**Task material:**
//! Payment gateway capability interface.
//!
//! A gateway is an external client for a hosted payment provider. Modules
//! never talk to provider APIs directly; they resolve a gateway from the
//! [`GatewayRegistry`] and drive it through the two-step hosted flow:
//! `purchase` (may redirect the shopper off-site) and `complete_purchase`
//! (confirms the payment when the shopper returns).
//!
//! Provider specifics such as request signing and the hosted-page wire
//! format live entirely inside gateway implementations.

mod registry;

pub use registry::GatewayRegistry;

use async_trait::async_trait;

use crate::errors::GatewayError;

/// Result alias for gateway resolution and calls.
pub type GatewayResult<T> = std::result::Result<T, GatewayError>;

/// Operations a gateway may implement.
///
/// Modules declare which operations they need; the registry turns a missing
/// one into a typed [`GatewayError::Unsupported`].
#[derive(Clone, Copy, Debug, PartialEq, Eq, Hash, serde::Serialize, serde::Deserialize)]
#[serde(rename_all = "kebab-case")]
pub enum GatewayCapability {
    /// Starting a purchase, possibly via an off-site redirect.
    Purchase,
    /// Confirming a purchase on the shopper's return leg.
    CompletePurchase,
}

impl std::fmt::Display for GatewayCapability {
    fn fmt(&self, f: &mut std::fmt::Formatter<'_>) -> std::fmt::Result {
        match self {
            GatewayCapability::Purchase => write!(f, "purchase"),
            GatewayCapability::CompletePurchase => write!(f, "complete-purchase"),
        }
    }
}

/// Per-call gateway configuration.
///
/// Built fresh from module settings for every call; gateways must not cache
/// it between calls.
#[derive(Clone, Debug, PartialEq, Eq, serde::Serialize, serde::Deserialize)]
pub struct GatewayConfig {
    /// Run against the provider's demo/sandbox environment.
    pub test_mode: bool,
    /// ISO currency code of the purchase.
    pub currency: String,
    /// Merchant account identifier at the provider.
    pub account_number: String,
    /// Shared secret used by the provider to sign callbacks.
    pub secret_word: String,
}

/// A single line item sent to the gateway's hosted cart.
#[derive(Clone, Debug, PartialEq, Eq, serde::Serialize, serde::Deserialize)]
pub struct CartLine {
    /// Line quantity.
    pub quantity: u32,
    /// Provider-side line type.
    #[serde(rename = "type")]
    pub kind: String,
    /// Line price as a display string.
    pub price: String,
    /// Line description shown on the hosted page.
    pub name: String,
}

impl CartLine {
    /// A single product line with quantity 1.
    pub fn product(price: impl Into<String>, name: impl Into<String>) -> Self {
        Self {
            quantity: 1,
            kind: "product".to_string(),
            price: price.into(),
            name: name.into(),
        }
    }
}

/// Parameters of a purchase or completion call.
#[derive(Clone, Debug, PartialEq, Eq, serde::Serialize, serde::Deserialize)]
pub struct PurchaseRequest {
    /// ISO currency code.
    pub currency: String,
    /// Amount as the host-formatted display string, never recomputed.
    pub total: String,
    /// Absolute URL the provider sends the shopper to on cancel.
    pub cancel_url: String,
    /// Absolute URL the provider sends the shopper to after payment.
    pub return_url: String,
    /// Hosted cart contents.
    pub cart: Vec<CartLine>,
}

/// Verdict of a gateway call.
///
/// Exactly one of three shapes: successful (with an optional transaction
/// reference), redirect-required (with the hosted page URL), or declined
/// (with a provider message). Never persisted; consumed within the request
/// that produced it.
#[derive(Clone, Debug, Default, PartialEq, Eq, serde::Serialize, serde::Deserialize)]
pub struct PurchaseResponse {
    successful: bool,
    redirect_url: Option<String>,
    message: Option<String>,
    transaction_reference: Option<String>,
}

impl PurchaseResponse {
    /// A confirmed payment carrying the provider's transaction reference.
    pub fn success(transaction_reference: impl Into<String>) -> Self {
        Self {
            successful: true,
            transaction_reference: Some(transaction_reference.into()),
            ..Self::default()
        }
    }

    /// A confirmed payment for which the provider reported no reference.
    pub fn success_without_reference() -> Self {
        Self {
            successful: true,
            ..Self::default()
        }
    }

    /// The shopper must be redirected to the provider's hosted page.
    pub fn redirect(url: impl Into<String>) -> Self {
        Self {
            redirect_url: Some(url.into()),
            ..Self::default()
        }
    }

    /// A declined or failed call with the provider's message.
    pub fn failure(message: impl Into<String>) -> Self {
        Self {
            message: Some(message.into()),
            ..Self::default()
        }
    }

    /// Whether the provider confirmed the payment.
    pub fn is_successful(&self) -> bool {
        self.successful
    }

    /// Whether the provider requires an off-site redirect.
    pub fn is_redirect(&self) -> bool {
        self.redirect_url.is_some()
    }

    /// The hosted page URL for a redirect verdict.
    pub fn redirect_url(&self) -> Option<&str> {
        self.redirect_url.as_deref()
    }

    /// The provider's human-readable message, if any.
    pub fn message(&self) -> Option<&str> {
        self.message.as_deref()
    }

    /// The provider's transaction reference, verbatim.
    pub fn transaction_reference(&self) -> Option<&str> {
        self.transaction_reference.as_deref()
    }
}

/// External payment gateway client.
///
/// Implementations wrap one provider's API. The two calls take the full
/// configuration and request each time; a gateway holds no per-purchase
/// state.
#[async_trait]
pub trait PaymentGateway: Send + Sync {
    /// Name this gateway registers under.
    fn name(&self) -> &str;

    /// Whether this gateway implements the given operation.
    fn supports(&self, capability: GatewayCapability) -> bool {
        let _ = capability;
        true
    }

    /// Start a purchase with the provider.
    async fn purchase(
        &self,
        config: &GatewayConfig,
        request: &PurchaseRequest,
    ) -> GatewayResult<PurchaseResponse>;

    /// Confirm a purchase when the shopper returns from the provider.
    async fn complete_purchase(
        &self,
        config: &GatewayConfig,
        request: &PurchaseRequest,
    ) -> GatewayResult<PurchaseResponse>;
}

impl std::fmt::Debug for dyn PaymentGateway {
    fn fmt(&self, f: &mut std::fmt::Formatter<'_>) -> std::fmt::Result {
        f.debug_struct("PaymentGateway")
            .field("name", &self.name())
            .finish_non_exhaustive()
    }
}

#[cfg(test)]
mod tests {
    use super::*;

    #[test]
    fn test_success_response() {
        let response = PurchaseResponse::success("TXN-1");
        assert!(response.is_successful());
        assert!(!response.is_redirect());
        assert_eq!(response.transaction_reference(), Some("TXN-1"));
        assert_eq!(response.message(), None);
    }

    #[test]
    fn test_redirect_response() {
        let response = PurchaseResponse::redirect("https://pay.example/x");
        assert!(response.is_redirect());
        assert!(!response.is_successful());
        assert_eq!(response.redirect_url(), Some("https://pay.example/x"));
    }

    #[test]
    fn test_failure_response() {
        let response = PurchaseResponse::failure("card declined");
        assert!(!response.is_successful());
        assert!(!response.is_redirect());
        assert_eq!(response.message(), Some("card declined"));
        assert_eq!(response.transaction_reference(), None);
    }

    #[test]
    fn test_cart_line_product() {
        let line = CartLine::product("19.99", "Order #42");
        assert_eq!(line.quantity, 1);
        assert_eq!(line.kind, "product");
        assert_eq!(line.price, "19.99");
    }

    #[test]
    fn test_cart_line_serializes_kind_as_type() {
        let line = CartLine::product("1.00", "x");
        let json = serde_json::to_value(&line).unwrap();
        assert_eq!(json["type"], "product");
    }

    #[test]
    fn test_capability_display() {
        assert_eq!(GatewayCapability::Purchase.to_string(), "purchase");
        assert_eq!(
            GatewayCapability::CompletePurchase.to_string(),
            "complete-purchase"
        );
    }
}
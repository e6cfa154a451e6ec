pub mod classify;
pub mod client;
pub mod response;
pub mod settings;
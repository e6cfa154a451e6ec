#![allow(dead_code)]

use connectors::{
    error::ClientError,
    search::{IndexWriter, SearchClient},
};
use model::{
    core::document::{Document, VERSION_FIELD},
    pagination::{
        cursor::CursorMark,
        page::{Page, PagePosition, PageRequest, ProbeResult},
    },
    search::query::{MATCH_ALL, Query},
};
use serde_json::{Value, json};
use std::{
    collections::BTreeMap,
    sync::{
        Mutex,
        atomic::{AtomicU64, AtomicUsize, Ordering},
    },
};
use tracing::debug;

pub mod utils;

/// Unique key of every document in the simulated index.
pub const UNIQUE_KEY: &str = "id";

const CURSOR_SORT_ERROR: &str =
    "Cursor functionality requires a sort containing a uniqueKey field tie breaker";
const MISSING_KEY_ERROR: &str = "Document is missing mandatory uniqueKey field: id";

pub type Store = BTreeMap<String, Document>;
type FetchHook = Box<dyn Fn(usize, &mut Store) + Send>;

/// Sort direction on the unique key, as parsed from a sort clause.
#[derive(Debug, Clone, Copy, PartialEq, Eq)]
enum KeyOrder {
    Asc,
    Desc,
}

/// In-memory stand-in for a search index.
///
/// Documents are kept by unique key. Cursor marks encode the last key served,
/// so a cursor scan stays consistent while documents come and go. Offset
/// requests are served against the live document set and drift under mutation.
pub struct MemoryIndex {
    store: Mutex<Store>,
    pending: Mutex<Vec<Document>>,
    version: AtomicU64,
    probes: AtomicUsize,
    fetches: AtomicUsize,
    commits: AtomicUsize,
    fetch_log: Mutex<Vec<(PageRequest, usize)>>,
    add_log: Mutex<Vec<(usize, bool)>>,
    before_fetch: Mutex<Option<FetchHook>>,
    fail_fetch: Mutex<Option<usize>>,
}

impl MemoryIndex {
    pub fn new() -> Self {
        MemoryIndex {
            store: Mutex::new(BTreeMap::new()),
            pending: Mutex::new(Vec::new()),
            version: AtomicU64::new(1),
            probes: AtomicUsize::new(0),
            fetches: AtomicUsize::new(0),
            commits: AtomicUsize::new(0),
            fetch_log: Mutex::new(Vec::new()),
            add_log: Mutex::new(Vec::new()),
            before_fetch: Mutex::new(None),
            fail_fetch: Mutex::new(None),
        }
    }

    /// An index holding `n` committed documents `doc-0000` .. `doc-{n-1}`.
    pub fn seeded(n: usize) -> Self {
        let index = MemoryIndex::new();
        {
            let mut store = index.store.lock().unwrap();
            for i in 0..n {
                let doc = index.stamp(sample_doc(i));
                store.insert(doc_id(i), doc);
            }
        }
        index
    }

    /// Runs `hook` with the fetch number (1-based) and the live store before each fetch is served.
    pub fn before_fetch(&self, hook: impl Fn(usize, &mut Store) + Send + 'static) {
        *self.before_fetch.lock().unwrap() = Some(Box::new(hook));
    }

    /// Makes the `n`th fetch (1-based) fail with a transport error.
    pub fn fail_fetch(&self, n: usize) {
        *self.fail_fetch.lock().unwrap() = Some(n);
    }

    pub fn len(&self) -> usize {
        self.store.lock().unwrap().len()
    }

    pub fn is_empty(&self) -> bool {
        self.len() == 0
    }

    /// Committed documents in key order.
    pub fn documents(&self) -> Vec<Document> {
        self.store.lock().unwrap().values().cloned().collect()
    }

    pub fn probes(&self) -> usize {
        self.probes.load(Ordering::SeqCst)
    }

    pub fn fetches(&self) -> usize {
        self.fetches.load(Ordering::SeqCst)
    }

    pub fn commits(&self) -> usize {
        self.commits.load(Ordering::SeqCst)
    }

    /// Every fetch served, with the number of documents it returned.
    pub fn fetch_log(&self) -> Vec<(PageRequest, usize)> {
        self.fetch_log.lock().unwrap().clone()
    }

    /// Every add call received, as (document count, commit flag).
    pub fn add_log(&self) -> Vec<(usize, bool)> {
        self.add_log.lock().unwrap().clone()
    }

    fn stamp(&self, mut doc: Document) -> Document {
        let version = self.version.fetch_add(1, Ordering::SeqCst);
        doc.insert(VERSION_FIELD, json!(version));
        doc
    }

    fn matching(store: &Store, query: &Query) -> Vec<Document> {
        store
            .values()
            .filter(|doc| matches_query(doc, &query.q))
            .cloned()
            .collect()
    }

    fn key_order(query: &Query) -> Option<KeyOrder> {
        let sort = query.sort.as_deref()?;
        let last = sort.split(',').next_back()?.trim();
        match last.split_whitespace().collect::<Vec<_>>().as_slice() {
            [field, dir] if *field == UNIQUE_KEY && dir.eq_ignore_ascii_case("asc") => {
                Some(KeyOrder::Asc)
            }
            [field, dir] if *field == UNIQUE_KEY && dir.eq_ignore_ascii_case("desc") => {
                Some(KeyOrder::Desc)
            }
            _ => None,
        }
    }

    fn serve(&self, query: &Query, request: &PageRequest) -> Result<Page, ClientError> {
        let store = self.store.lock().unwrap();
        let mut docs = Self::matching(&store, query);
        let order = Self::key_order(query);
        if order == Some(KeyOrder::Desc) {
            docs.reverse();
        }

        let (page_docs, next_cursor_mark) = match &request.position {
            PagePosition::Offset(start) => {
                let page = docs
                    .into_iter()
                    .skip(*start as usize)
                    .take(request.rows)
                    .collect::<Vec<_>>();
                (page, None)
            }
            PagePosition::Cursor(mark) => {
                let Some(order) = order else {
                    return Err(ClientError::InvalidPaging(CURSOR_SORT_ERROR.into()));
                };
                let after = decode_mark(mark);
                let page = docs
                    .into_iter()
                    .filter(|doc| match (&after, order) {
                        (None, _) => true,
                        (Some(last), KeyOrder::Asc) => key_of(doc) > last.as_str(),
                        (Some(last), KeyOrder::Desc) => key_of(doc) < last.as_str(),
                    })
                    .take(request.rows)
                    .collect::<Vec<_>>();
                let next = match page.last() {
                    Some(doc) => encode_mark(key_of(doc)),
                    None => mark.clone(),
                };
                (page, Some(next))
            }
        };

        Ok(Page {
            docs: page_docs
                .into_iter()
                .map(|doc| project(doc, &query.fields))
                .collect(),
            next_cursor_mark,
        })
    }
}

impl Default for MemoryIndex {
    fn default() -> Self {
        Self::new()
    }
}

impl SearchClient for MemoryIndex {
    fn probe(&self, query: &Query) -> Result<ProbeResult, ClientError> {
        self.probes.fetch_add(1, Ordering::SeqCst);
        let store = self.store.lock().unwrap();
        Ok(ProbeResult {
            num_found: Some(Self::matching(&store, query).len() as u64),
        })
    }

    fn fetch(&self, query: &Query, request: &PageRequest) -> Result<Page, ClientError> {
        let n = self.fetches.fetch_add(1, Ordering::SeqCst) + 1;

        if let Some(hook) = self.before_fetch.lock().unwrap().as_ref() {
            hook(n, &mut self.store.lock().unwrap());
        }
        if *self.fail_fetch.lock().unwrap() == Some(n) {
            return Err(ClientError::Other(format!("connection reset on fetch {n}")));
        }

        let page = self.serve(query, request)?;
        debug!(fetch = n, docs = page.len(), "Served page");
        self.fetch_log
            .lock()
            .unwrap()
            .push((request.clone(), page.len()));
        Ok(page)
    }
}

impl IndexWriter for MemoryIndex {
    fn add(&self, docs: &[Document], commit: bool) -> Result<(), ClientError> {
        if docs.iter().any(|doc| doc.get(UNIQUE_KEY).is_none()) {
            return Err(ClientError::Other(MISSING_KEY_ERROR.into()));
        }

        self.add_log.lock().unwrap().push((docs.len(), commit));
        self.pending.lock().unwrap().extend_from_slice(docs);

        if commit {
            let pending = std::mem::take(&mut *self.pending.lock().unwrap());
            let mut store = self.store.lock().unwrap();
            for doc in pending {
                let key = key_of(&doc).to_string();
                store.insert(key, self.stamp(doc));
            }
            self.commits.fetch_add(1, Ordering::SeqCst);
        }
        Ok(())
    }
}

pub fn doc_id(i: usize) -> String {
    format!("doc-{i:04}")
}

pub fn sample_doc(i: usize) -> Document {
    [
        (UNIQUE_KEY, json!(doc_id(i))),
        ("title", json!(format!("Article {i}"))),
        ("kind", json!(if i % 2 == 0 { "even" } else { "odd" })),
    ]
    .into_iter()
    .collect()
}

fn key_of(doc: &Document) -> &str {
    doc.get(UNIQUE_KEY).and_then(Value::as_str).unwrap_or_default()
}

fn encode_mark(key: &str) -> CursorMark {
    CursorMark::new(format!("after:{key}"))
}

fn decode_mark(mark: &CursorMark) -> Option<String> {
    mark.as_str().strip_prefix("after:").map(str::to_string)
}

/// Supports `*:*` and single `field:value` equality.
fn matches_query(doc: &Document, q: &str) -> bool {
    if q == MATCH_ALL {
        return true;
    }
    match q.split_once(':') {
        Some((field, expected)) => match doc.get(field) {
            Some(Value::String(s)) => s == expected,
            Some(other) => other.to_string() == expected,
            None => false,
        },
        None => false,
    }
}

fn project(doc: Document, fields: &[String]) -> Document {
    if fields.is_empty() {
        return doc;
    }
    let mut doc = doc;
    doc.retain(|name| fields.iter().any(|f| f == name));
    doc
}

**Task objective:**
In the entries above, the lines from the one bearing "if q == MATCH_ALL" up to and including the one bearing "let mut doc = doc;" should be transcribed exactly; no other line is wanted.

**Answer section:**
    if q == MATCH_ALL {
        return true;
    }
    match q.split_once(':') {
        Some((field, expected)) => match doc.get(field) {
            Some(Value::String(s)) => s == expected,
            Some(other) => other.to_string() == expected,
            None => false,
        },
        None => false,
    }
}

fn project(doc: Document, fields: &[String]) -> Document {
    if fields.is_empty() {
        return doc;
    }
    let mut doc = doc;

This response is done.